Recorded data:

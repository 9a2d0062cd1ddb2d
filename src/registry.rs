//! Process-wide registry of the last bound table per entity kind.
//!
//! The query hydration, replication and bulk-delete paths all construct
//! fresh entity instances without the original caller around to re-supply
//! the table name. They recover it from here instead, keyed by
//! [`EntityKind::NAME`](crate::entity::kind::EntityKind::NAME).
//!
//! Known limitation: the registry holds one slot per kind. Two tasks
//! concurrently binding the *same* kind to *different* tables overwrite
//! each other, and the loser's rebind resolves to the wrong table. Callers
//! are expected to keep one table per kind at a time; use distinct kinds
//! otherwise.

use std::{
    collections::HashMap,
    sync::{OnceLock, PoisonError, RwLock},
};

use tracing::debug;

use crate::{entity::kind::EntityKind, error::Error};

#[derive(Debug, Clone)]
pub(crate) struct LastBound {
    pub(crate) table: String,
    pub(crate) connection: Option<String>,
}

fn slots() -> &'static RwLock<HashMap<&'static str, LastBound>> {
    static SLOTS: OnceLock<RwLock<HashMap<&'static str, LastBound>>> = OnceLock::new();
    SLOTS.get_or_init(|| RwLock::new(HashMap::new()))
}

/// Record the table a kind was just bound to, overwriting any previous
/// entry for that kind.
pub(crate) fn record<K: EntityKind>(table: &str, connection: Option<&str>) {
    let mut slots = slots().write().unwrap_or_else(PoisonError::into_inner);

    if let Some(previous) = slots.get(K::NAME)
        && previous.table != table
    {
        debug!(
            kind = K::NAME,
            from = %previous.table,
            to = %table,
            "rebinding entity kind to a different table"
        );
    }

    slots.insert(
        K::NAME,
        LastBound {
            table: table.to_string(),
            connection: connection.map(ToString::to_string),
        },
    );
}

/// The table the kind was last bound to.
///
/// # Errors
///
/// [`Error::Unbound`] when no instance of the kind has been bound yet.
pub(crate) fn last_bound<K: EntityKind>() -> Result<LastBound, Error> {
    slots()
        .read()
        .unwrap_or_else(PoisonError::into_inner)
        .get(K::NAME)
        .cloned()
        .ok_or(Error::Unbound(K::NAME))
}

#[cfg(test)]
mod test {
    use super::{last_bound, record};
    use crate::{entity::kind::EntityKind, error::Error};

    struct KindA;
    struct KindB;

    impl EntityKind for KindA {
        const NAME: &'static str = "registry_test_a";
    }

    impl EntityKind for KindB {
        const NAME: &'static str = "registry_test_b";
    }

    struct NeverBound;

    impl EntityKind for NeverBound {
        const NAME: &'static str = "registry_test_never_bound";
    }

    #[test]
    fn test_kinds_do_not_interfere() {
        record::<KindA>("widgets", None);
        record::<KindB>("tags", Some("analytics"));

        let a = last_bound::<KindA>().expect("KindA should be bound");
        assert_eq!(a.table, "widgets");
        assert_eq!(a.connection, None);

        let b = last_bound::<KindB>().expect("KindB should be bound");
        assert_eq!(b.table, "tags");
        assert_eq!(b.connection.as_deref(), Some("analytics"));
    }

    #[test]
    fn test_rebinding_overwrites() {
        struct Churn;

        impl EntityKind for Churn {
            const NAME: &'static str = "registry_test_churn";
        }

        record::<Churn>("first", None);
        record::<Churn>("second", None);

        assert_eq!(
            last_bound::<Churn>().expect("Churn should be bound").table,
            "second"
        );
    }

    #[test]
    fn test_unbound_kind_errors() {
        assert!(matches!(
            last_bound::<NeverBound>(),
            Err(Error::Unbound("registry_test_never_bound"))
        ));
    }
}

* [Work to be completed] The goal is a faithful transcription of every entry above.

* [Answer space]
repository 9a2d0062cd1ddb2d
filename src/registry.rs
//! Process-wide registry of the last bound table per entity kind.
//!
//! The query hydration, replication and bulk-delete paths all construct
//! fresh entity instances without the original caller around to re-supply
//! the table name. They recover it from here instead, keyed by
//! [`EntityKind::NAME`](crate::entity::kind::EntityKind::NAME).
//!
//! Known limitation: the registry holds one slot per kind. Two tasks
//! concurrently binding the *same* kind to *different* tables overwrite
//! each other, and the loser's rebind resolves to the wrong table. Callers
//! are expected to keep one table per kind at a time; use distinct kinds
//! otherwise.

use std::{
    collections::HashMap,
    sync::{OnceLock, PoisonError, RwLock},
};

use tracing::debug;

use crate::{entity::kind::EntityKind, error::Error};

#[derive(Debug, Clone)]
pub(crate) struct LastBound {
    pub(crate) table: String,
    pub(crate) connection: Option<String>,
}

fn slots() -> &'static RwLock<HashMap<&'static str, LastBound>> {
    static SLOTS: OnceLock<RwLock<HashMap<&'static str, LastBound>>> = OnceLock::new();
    SLOTS.get_or_init(|| RwLock::new(HashMap::new()))
}

/// Record the table a kind was just bound to, overwriting any previous
/// entry for that kind.
pub(crate) fn record<K: EntityKind>(table: &str, connection: Option<&str>) {
    let mut slots = slots().write().unwrap_or_else(PoisonError::into_inner);

    if let Some(previous) = slots.get(K::NAME)
        && previous.table != table
    {
        debug!(
            kind = K::NAME,
            from = %previous.table,
            to = %table,
            "rebinding entity kind to a different table"
        );
    }

    slots.insert(
        K::NAME,
        LastBound {
            table: table.to_string(),
            connection: connection.map(ToString::to_string),
        },
    );
}

/// The table the kind was last bound to.
///
/// # Errors
///
/// [`Error::Unbound`] when no instance of the kind has been bound yet.
pub(crate) fn last_bound<K: EntityKind>() -> Result<LastBound, Error> {
    slots()
        .read()
        .unwrap_or_else(PoisonError::into_inner)
        .get(K::NAME)
        .cloned()
        .ok_or(Error::Unbound(K::NAME))
}

#[cfg(test)]
mod test {
    use super::{last_bound, record};
    use crate::{entity::kind::EntityKind, error::Error};

    struct KindA;
    struct KindB;

    impl EntityKind for KindA {
        const NAME: &'static str = "registry_test_a";
    }

    impl EntityKind for KindB {
        const NAME: &'static str = "registry_test_b";
    }

    struct NeverBound;

    impl EntityKind for NeverBound {
        const NAME: &'static str = "registry_test_never_bound";
    }

    #[test]
    fn test_kinds_do_not_interfere() {
        record::<KindA>("widgets", None);
        record::<KindB>("tags", Some("analytics"));

        let a = last_bound::<KindA>().expect("KindA should be bound");
        assert_eq!(a.table, "widgets");
        assert_eq!(a.connection, None);

        let b = last_bound::<KindB>().expect("KindB should be bound");
        assert_eq!(b.table, "tags");
        assert_eq!(b.connection.as_deref(), Some("analytics"));
    }

    #[test]
    fn test_rebinding_overwrites() {
        struct Churn;

        impl EntityKind for Churn {
            const NAME: &'static str = "registry_test_churn";
        }

        record::<Churn>("first", None);
        record::<Churn>("second", None);

        assert_eq!(
            last_bound::<Churn>().expect("Churn should be bound").table,
            "second"
        );
    }

    #[test]
    fn test_unbound_kind_errors() {
        assert!(matches!(
            last_bound::<NeverBound>(),
            Err(Error::Unbound("registry_test_never_bound"))
        ));
    }
}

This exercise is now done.